La conversación, mejor dicho, su monólogo, discurrió entre la excelencia de su

obra social y lo apasionante que eran las maquinitas tragamonedas del casino de Puerto

Madero. Tuve que dejar, para otra ocasión y otra señora, las frases que había

extraído con cuidado de poemas de Benedetti. La imaginaba abalanzándose sobre

mí en cuanto nos trajeran el vuelto, y esa imagen me aterraba. Cuando el mozo retiró

el plato, ella escupió con rapidez, dándome con una gota de saliva en un ojo:
—Servime un flan casero con doble crema y mucho dulce de leche.

A esta altura, sus ojos parecían invitar a una lujuriosa noche —aunque un sonoro

eructo con aromas al ajo de la salsa me hiciera dudarlo—, los míos ya habían leído los

nombres de todas las botellas que cubrían el mostrador. Mi rostro variaba entre un blanco

mortuorio y un rojo que tornaba a un violeta asesino. Al llegar el postre la vejiga me dio la

excusa para buscar mi salvación. Pedí educadamente permiso —ella siguió tragando

obnubilada por el flancito—y me dirigí al baño. Con bastante trabajo y a expensas de que

las costuras de mi pantalón dijeran basta y mi bóxer con lentejuelas —el de las noches

calientes— quedara a la vista, pude escaparme por el tragaluz. Claro: caí sobre un

contenedor de basura donde se acumulaban por días los restos de comida del bar. Ni

siquiera el perfume francés que llevaba pudo ocultar el tufo que emanaba de mí. Traté de

parar un taxi: quizás por mi apariencia, recién el cuarto frenó y accedió a llevarme. Lo

conducía un señor muy mayor, tal vez corto de vista y con seguridad sin olfato.

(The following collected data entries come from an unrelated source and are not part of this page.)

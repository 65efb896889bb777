//! Error types shared across the application.

use std::fmt::{Display, Formatter};

/// Shared application result type.
pub type Result<T> = std::result::Result<T, AppError>;

/// Application error enumeration covering all domain failure modes.
#[derive(Debug)]
pub enum AppError {
    /// Configuration parsing or validation failure.
    Config(String),
    /// Connection-level failure before or outside a response stream.
    Transport(String),
    /// Non-success HTTP response or malformed response body from the service.
    Api(String),
    /// Event-stream framing or protocol failure.
    Stream(String),
    /// File-system or I/O operation failure.
    Io(String),
}

impl Display for AppError {
    fn fmt(&self, f: &mut Formatter<'_>) -> std::fmt::Result {
        match self {
            Self::Config(msg) => write!(f, "config: {msg}"),
            Self::Transport(msg) => write!(f, "transport: {msg}"),
            Self::Api(msg) => write!(f, "api: {msg}"),
            Self::Stream(msg) => write!(f, "stream: {msg}"),
            Self::Io(msg) => write!(f, "io: {msg}"),
        }
    }
}

impl std::error::Error for AppError {}

impl From<toml::de::Error> for AppError {
    fn from(err: toml::de::Error) -> Self {
        Self::Config(format!("invalid config: {err}"))
    }
}

impl From<std::io::Error> for AppError {
    fn from(err: std::io::Error) -> Self {
        Self::Io(err.to_string())
    }
}

impl From<reqwest::Error> for AppError {
    fn from(err: reqwest::Error) -> Self {
        Self::Transport(err.to_string())
    }
}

Luego de pergeñar una excusa para ocultar mi valiente fuga, tomé mi IPhone para

llamarla. Antes de que pudiera marcar su número, sonó el mío. Una voz chillona y

conocida, me dijo que había recibido un llamado de su vecina Clotilde. Al parecer había

olvidado leche en el fuego y el incendio que eso provocó requirió la valerosa actuación de

varias dotaciones de bomberos. Con todo el dolor de su alma, debía abandonar la cita.

Otra noche la concluimos con pasión, prometió. No parecía muy entusiasmada.

Su casa estaba a dos cuadras y yo no oí sirenas ni vi ninguna autobomba. ¿Me

había rechazado, tal vez? Volví al bar. Se me caía la cara de vergüenza de solo pensar

en que el mozo tuviera que pagar nuestra cuenta. Ni bien me senté, pedí un plato de

ravioles con mixta, peceto y gratinados con mozzarella. Tenían muy buena pinta.